Wednesday, December 20, 2017

An update of my tutorial on DataFrames

Since my last post about my tutorial to DataFrames I had switched to use them a lot more in my daily Julia workflow. Based on the experience I have added three sections to it:

  1. performance recommendations;
  2. possible pitfalls when using DataFrames;
  3. useful packages, currently FreqTables and DataFramesMeta.
Actually all three sections would benefit from the experience of the community, so if you have a comment please make an issue or PR on https://github.com/bkamins/Julia-DataFrames-Tutorial.
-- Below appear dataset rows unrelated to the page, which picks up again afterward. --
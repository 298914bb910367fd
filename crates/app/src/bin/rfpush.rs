//! Replay a raw sample file back into the test rig over the synchronous
//! FIFO, the mirror image of the capture path.

use std::fs::File;
use std::io::Read;
use std::path::PathBuf;
use std::process::ExitCode;
use std::time::Instant;

use anyhow::Context;
use clap::Parser;

use rfgrab_app::is_clean_cli_exit;
use rfgrab_capture::packing::SAMPLES_PER_BYTE;
use rfgrab_capture::FtdiSyncFifo;
use rfgrab_foundation::{parse_pid, parse_size, AppError, ShutdownFlag};

/// Bulk-out transfers of this size keep the FIFO fed without long stalls.
const DEFAULT_CHUNK_BYTES: usize = 4096;

#[derive(Parser, Debug)]
#[command(name = "rfpush")]
#[command(version)]
#[command(about = "Stream a raw sample file to the RF front-end test rig")]
#[command(
    long_about = "Pushes samples from a capture file back to the device over the \
synchronous FIFO. The front-end must already be in FIFO mode. \
Stops at end of file, at the sample budget, or on Ctrl-C."
)]
struct Cli {
    /// File to read samples from
    filename: PathBuf,

    /// Number of samples to push before exiting (suffix k, M or G)
    #[arg(short = 's', long, value_name = "N")]
    size: Option<String>,

    /// USB product id of the front-end, in hex
    #[arg(short = 'i', long, value_name = "PID")]
    id: Option<String>,

    /// Bulk transfer size in bytes (suffix k, M or G)
    #[arg(short = 'c', long, value_name = "SIZE")]
    chunk: Option<String>,

    /// Print progress information
    #[arg(short = 'v', long)]
    verbose: bool,
}

fn main() -> ExitCode {
    // clap's own exit path reports argument errors with code 2; route
    // them through the documented failure code instead.
    let cli = match Cli::try_parse() {
        Ok(cli) => cli,
        Err(e) => {
            let _ = e.print();
            return if is_clean_cli_exit(e.kind()) {
                ExitCode::SUCCESS
            } else {
                ExitCode::FAILURE
            };
        }
    };
    let default = if cli.verbose { "debug" } else { "info" };
    let filter = tracing_subscriber::EnvFilter::try_from_default_env()
        .unwrap_or_else(|_| tracing_subscriber::EnvFilter::new(default));
    tracing_subscriber::fmt()
        .with_env_filter(filter)
        .with_target(false)
        .init();

    match run(cli) {
        Ok(()) => ExitCode::SUCCESS,
        Err(e) => {
            tracing::error!("{e:#}");
            ExitCode::FAILURE
        }
    }
}

fn run(cli: Cli) -> anyhow::Result<()> {
    let bytes_wanted = match &cli.size {
        Some(s) => parse_size(s)?.div_ceil(SAMPLES_PER_BYTE),
        None => 0,
    };
    let chunk_bytes = match &cli.chunk {
        Some(s) => parse_size(s)? as usize,
        None => DEFAULT_CHUNK_BYTES,
    };
    let pid = cli.id.as_deref().map(parse_pid).transpose()?;

    let shutdown = ShutdownFlag::new();
    {
        let flag = shutdown.clone();
        ctrlc::set_handler(move || flag.request())
            .map_err(|e| AppError::Fatal(format!("failed to install signal handler: {e}")))?;
    }

    let mut file = File::open(&cli.filename)
        .with_context(|| format!("cannot open sample file {}", cli.filename.display()))?;
    let device = FtdiSyncFifo::open(pid)?;
    device.purge_tx()?;

    tracing::info!("pushing samples from {}", cli.filename.display());
    let start = Instant::now();
    let mut buf = vec![0u8; chunk_bytes.max(1)];
    let mut total: u64 = 0;
    let mut last_report = Instant::now();

    while !shutdown.is_requested() {
        let remaining = match bytes_wanted {
            0 => buf.len(),
            wanted => {
                let left = wanted.saturating_sub(total) as usize;
                if left == 0 {
                    break;
                }
                buf.len().min(left)
            }
        };
        let n = file
            .read(&mut buf[..remaining])
            .with_context(|| format!("read failed at byte offset {total}"))?;
        if n == 0 {
            tracing::info!("end of sample file");
            break;
        }

        // Bulk writes can be short; keep the stream gapless by finishing
        // the chunk before reading the next one.
        let mut sent = 0;
        while sent < n && !shutdown.is_requested() {
            sent += device.write_samples(&buf[sent..n])?;
        }
        total += sent as u64;

        if cli.verbose && last_report.elapsed().as_secs() >= 1 {
            let elapsed = start.elapsed().as_secs_f64();
            tracing::info!(
                "{:8.2}s {:9.3} MiB pushed {:7.1} kB/s",
                elapsed,
                total as f64 / (1024.0 * 1024.0),
                total as f64 / elapsed.max(f64::EPSILON) / 1024.0,
            );
            last_report = Instant::now();
        }
    }

    tracing::info!(bytes = total, "sample pushing ended");
    Ok(())
}
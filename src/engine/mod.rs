//! Admission and execution: the worker loop, per-delivery attempt handling,
//! and the job body seam.

pub mod job;
pub mod worker;

pub use job::{CommandJobBody, JobBody};
pub use worker::{AttemptOutcome, Worker, WorkerConfig};
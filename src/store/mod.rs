//! Transactional persistence for works and tasks.
//!
//! `Work` is the aggregate root. Every call that attaches a task or moves
//! one through its lifecycle recomputes the owning work's derived status in
//! the same transaction, so the two records never drift apart.

pub mod memory;

use async_trait::async_trait;

use crate::error::Result;
use crate::model::{NewTask, NewWork, Task, TaskId, TaskTransition, Work, WorkId};

pub use memory::InMemoryJobStore;

#[async_trait]
pub trait JobStore: Send + Sync {
    /// Create a work and its tasks atomically. Fails with `Validation` on an
    /// empty task list and `MaxTasksExceeded` past the cap; either way
    /// nothing is created.
    async fn create_submission(&self, work: NewWork, tasks: Vec<NewTask>)
    -> Result<(Work, Vec<Task>)>;

    /// Attach one more task to an existing work, honoring `max_tasks`.
    async fn attach_task(&self, work_id: WorkId, task: NewTask) -> Result<Task>;

    async fn get_work(&self, id: WorkId) -> Result<Option<Work>>;

    async fn get_task(&self, id: TaskId) -> Result<Option<Task>>;

    /// Tasks owned by a work, oldest first.
    async fn list_tasks(&self, work_id: WorkId) -> Result<Vec<Task>>;

    /// Most recent works first.
    async fn list_works(&self, limit: i64) -> Result<Vec<Work>>;

    /// Apply a lifecycle transition and recompute the owning work.
    ///
    /// `Failed` increments `attempts` inside the store, never from a cached
    /// copy, so racing writers cannot lose an increment. Fails with
    /// `NotFound` if the task doesn't exist.
    async fn transition_task(&self, id: TaskId, transition: TaskTransition) -> Result<Task>;

    /// Mark a work cancelled. Tasks already dequeued still run to completion.
    async fn cancel_work(&self, id: WorkId) -> Result<Work>;

    /// Remove a work and its tasks.
    async fn delete_work(&self, id: WorkId) -> Result<()>;
}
As for useful packages I have tried to use raw DataFrames to reduce dependencies of my code, but actually FreqTables and DataFramesMeta helped me a lot and did not give too much mental overhead of things to remember.

I would like to especially recommend FreqTables - a small package, but really useful. I would say that it deserves much more attention from the community than it gets (looking at the number of stars). So let me write a bit about it.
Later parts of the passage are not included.